Continuing ban on Chinese tourists forces Mandarin-speaking guides to seek other jobs

A guide showing the Taj Mahal to his tourist group and explaining its history. Anil Ghawana / Alamy Photo
01 September, 2024

Sandy, Guta and Kumar miss the glory days of the jinsanjiao zhiyou, known in English as the Golden Triangle tour. They miss the mad rush of organising it all—a day in Agra to see the taijiling (Taj Mahal), then a drive to Jaipur to visit the hupobao (Amber Palace), then another half day in Delhi for the hongbao (Red Fort) and gutebota (Qutub Minar), all before the tour group had to be put on the 5 pm flight back to China. They miss delivering well-rehearsed monologues about Indian culture in Mandarin on the long drives between Agra, Jaipur and Delhi. “It was our duty to represent our country,” Guta told me. The guides covered everything from differences in greeting friends to differences in eating habits between the two countries. One key point: in China, “if you’re eating a chicken, the chicken should look like a chicken,” Guta said. “In India, it all looks the same in brown curry.”

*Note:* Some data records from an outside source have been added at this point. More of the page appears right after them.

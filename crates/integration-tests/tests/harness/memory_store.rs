//! In-memory record store seeded with marketplace fixtures

use std::cmp::Ordering as CmpOrdering;
use std::collections::HashMap;
use std::str::FromStr;
use std::sync::atomic::{AtomicBool, AtomicU32, Ordering};
use std::time::Duration;

use async_trait::async_trait;
use jiff::{SignedDuration, Timestamp};
use rust_decimal::Decimal;
use serde_json::json;
use wayfinder_core::Record;
use wayfinder_data::{
    AggregateOp, AggregateValue, Collection, CurrencyAmount, Filter, FilterOp, OrderBy,
    RecordStore, StoreError,
};

/// RFC 3339 timestamp `hours` in the past
pub fn hours_ago(hours: i64) -> String {
    (Timestamp::now() - SignedDuration::from_hours(hours)).to_string()
}

pub struct InMemoryStore {
    collections: HashMap<Collection, Vec<Record>>,
    calls: AtomicU32,
    failing: AtomicBool,
}

impl InMemoryStore {
    pub fn new(collections: HashMap<Collection, Vec<Record>>) -> Self {
        Self {
            collections,
            calls: AtomicU32::new(0),
            failing: AtomicBool::new(false),
        }
    }

    /// Fixtures: Galle accommodations, saved items for `u1`, analytics
    /// events and bookings for partner `p42`, and a moderation queue
    pub fn seeded() -> Self {
        let mut collections = HashMap::new();

        collections.insert(
            Collection::Listings,
            records(vec![
                json!({
                    "listing_id": "lst-galle-reef",
                    "title": "Reef Villa",
                    "category": "accommodation",
                    "location": "Galle",
                    "price": 180,
                    "currency": "USD",
                    "tags": ["beach", "pool"],
                    "created_at": "2024-05-10T08:00:00Z",
                }),
                json!({
                    "listing_id": "lst-galle-fort",
                    "title": "Fort Guesthouse",
                    "category": "accommodation",
                    "location": "Galle",
                    "price": 95,
                    "currency": "USD",
                    "tags": ["historic", "beach"],
                    "created_at": "2024-04-02T08:00:00Z",
                }),
                json!({
                    "listing_id": "lst-galle-grand",
                    "title": "Grand Lighthouse Hotel",
                    "category": "accommodation",
                    "location": "Galle",
                    "price": 320,
                    "currency": "USD",
                    "tags": ["luxury"],
                    "created_at": "2024-06-01T08:00:00Z",
                }),
                json!({
                    "listing_id": "lst-ella-trek",
                    "title": "Ella Rock Trek",
                    "category": "tour",
                    "location": "Ella",
                    "price": 40,
                    "currency": "USD",
                    "tags": ["hike", "views"],
                    "created_at": "2024-03-15T08:00:00Z",
                }),
            ]),
        );

        collections.insert(
            Collection::SavedItems,
            records(vec![
                json!({
                    "saved_id": "sav-1",
                    "user_id": "u1",
                    "listing_id": "lst-galle-reef",
                    "title": "Reef Villa",
                    "saved_at": "2024-06-10T10:00:00Z",
                }),
                json!({
                    "saved_id": "sav-2",
                    "user_id": "u1",
                    "listing_id": "lst-ella-trek",
                    "title": "Ella Rock Trek",
                    "saved_at": "2024-06-20T10:00:00Z",
                }),
                json!({
                    "saved_id": "sav-3",
                    "user_id": "u9",
                    "listing_id": "lst-galle-fort",
                    "title": "Fort Guesthouse",
                    "saved_at": "2024-06-15T10:00:00Z",
                }),
            ]),
        );

        collections.insert(
            Collection::AnalyticsEvents,
            records(vec![
                // p42: three views inside the last week, one view outside it
                json!({"event_id": "ev-1", "event_type": "view", "partner_id": "p42", "occurred_at": hours_ago(5)}),
                json!({"event_id": "ev-2", "event_type": "view", "partner_id": "p42", "occurred_at": hours_ago(30)}),
                json!({"event_id": "ev-3", "event_type": "view", "partner_id": "p42", "occurred_at": hours_ago(100)}),
                json!({"event_id": "ev-4", "event_type": "view", "partner_id": "p42", "occurred_at": hours_ago(24 * 20)}),
                json!({"event_id": "ev-5", "event_type": "booking", "partner_id": "p42", "occurred_at": hours_ago(48)}),
                json!({"event_id": "ev-6", "event_type": "rating", "partner_id": "p42", "occurred_at": hours_ago(72)}),
                // Another partner's traffic must never leak into p42 scope
                json!({"event_id": "ev-7", "event_type": "view", "partner_id": "p99", "occurred_at": hours_ago(2)}),
                json!({"event_id": "ev-8", "event_type": "view", "partner_id": "p99", "occurred_at": hours_ago(3)}),
            ]),
        );

        collections.insert(
            Collection::Bookings,
            records(vec![
                json!({"booking_id": "bk-1", "partner_id": "p42", "total": "450.00", "currency": "USD", "booked_at": hours_ago(24)}),
                json!({"booking_id": "bk-2", "partner_id": "p42", "total": "300.50", "currency": "USD", "booked_at": hours_ago(72)}),
                // Outside the default 30-day window
                json!({"booking_id": "bk-3", "partner_id": "p42", "total": "120.00", "currency": "USD", "booked_at": hours_ago(24 * 40)}),
                json!({"booking_id": "bk-4", "partner_id": "p99", "total": "999.00", "currency": "USD", "booked_at": hours_ago(24)}),
            ]),
        );

        collections.insert(
            Collection::PendingApprovals,
            records(vec![
                json!({"approval_id": "apr-2", "kind": "listing", "name": "Lagoon Cabanas", "submitted_at": "2024-06-05T09:00:00Z"}),
                json!({"approval_id": "apr-1", "kind": "partner", "name": "Island Tours Ltd", "submitted_at": "2024-06-01T09:00:00Z"}),
                json!({"approval_id": "apr-3", "kind": "partner", "name": "Bay Divers", "submitted_at": "2024-06-09T09:00:00Z"}),
            ]),
        );

        Self::new(collections)
    }

    /// Flip the store into timeout mode
    pub fn set_failing(&self, failing: bool) {
        self.failing.store(failing, Ordering::SeqCst);
    }

    /// Store calls observed (queries plus aggregates)
    pub fn call_count(&self) -> u32 {
        self.calls.load(Ordering::SeqCst)
    }

    fn rows(&self, collection: Collection, filters: &[Filter]) -> Vec<Record> {
        self.collections
            .get(&collection)
            .map(|rows| {
                rows.iter()
                    .filter(|row| filters.iter().all(|filter| matches(row, filter)))
                    .cloned()
                    .collect()
            })
            .unwrap_or_default()
    }
}

fn records(values: Vec<serde_json::Value>) -> Vec<Record> {
    values
        .into_iter()
        .map(|value| match value {
            serde_json::Value::Object(map) => map,
            _ => unreachable!("fixtures are objects"),
        })
        .collect()
}

fn matches(record: &Record, filter: &Filter) -> bool {
    let Some(value) = record.get(&filter.field) else {
        return false;
    };
    match filter.op {
        FilterOp::Eq => value == &filter.value,
        FilterOp::Lte => compare(value, &filter.value) != CmpOrdering::Greater,
        FilterOp::Gte => compare(value, &filter.value) != CmpOrdering::Less,
        FilterOp::Contains => match (value.as_str(), filter.value.as_str()) {
            (Some(haystack), Some(needle)) => {
                haystack.to_lowercase().contains(&needle.to_lowercase())
            }
            _ => false,
        },
    }
}

fn compare(a: &serde_json::Value, b: &serde_json::Value) -> CmpOrdering {
    match (a.as_f64(), b.as_f64()) {
        (Some(x), Some(y)) => x.total_cmp(&y),
        _ => match (a.as_str(), b.as_str()) {
            (Some(x), Some(y)) => x.cmp(y),
            _ => CmpOrdering::Equal,
        },
    }
}

#[async_trait]
impl RecordStore for InMemoryStore {
    async fn query(
        &self,
        collection: Collection,
        filters: &[Filter],
        order_by: &[OrderBy],
        limit: usize,
        _deadline: Duration,
    ) -> Result<Vec<Record>, StoreError> {
        self.calls.fetch_add(1, Ordering::SeqCst);
        if self.failing.load(Ordering::SeqCst) {
            return Err(StoreError::Timeout);
        }

        let mut rows = self.rows(collection, filters);
        for order in order_by.iter().rev() {
            rows.sort_by(|a, b| {
                let ordering = compare(
                    a.get(&order.field).unwrap_or(&serde_json::Value::Null),
                    b.get(&order.field).unwrap_or(&serde_json::Value::Null),
                );
                if order.descending { ordering.reverse() } else { ordering }
            });
        }
        rows.truncate(limit);
        Ok(rows)
    }

    async fn aggregate(
        &self,
        collection: Collection,
        filters: &[Filter],
        op: &AggregateOp,
        _deadline: Duration,
    ) -> Result<AggregateValue, StoreError> {
        self.calls.fetch_add(1, Ordering::SeqCst);
        if self.failing.load(Ordering::SeqCst) {
            return Err(StoreError::Timeout);
        }

        let rows = self.rows(collection, filters);
        match op {
            AggregateOp::Count => Ok(AggregateValue::Count(rows.len() as u64)),
            AggregateOp::SumByCurrency { field } => {
                let mut sums: Vec<CurrencyAmount> = Vec::new();
                for row in rows {
                    let amount = row
                        .get(field)
                        .and_then(|value| match value {
                            serde_json::Value::String(s) => Decimal::from_str(s).ok(),
                            serde_json::Value::Number(n) => Decimal::from_str(&n.to_string()).ok(),
                            _ => None,
                        })
                        .unwrap_or_default();
                    let currency = row
                        .get("currency")
                        .and_then(serde_json::Value::as_str)
                        .unwrap_or("USD")
                        .to_owned();

                    match sums.iter_mut().find(|sum| sum.currency == currency) {
                        Some(sum) => sum.amount += amount,
                        None => sums.push(CurrencyAmount { amount, currency }),
                    }
                }
                Ok(AggregateValue::Sums(sums))
            }
        }
    }
}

Sandy, Guta and Kumar—who declined to give their full names since they now work with Chinese corporations and are wary of commenting on India–China relations—even miss the unique challenges that come with showing Chinese tourists around India. They learned from experience that Chinese people largely refuse to eat Indian food, so the tour guides set up catering contracts with Indo-Chinese restaurants in each city they visited. The guides also realised that the Chinese were sticklers for following the schedule. “You cannot change the itinerary in-between,” Guta said. “For example, if it is written that there are four monuments, you have to cover that. It does not matter that the monument is small, the monument is shitty, or whatever. If it is mentioned there, you have to be there.” If they could get all the details right, though—and after years of experience, they did—Sandy, Guta, Kumar and other Mandarin-speaking Indian tour guides were handsomely rewarded for what amounted to a constant vacation. “You’re getting paid for travelling; you’re getting paid for eating good food and to meet new people every day,” Guta said.

But the days of the jinsanjiao tour are long gone now. Since early 2020, when India sealed its borders at the onset of the COVID-19 pandemic, scarcely any Chinese tourists have entered the country. Four years later, even as travel restrictions on visitors from elsewhere in the world have been lifted, the Indian government has not yet reinstated tourist visas for Chinese nationals. The exclusion only goes one way: China issued around a hundred and eighty thousand visas to Indians in 2023 and, in a less-than-subtle signal of the Chinese government’s stance, its state media has claimed that nearly seventy percent of Chinese citizens wish to visit India.

Industries that once catered to Chinese visitors have borne the brunt of this impact. Sandy, Guta, Kumar and hundreds of their colleagues have been forced to transition out of their roles as fulltime tour guides. These days, the three friends—all in their thirties—work out of a modest office in south Delhi, a downgrade from the larger office they rented when profits from the jinsanjiao tour were flush. They still manage to give the occasional tour to groups of Chinese-American visitors, but it is far from enough to sustain what Guta wistfully remembers as an “upper-class” lifestyle in Delhi. “The corporate life is quite difficult and quite tough,” Sandy said. “What we are missing is the freedom which we have in the tourism industry.”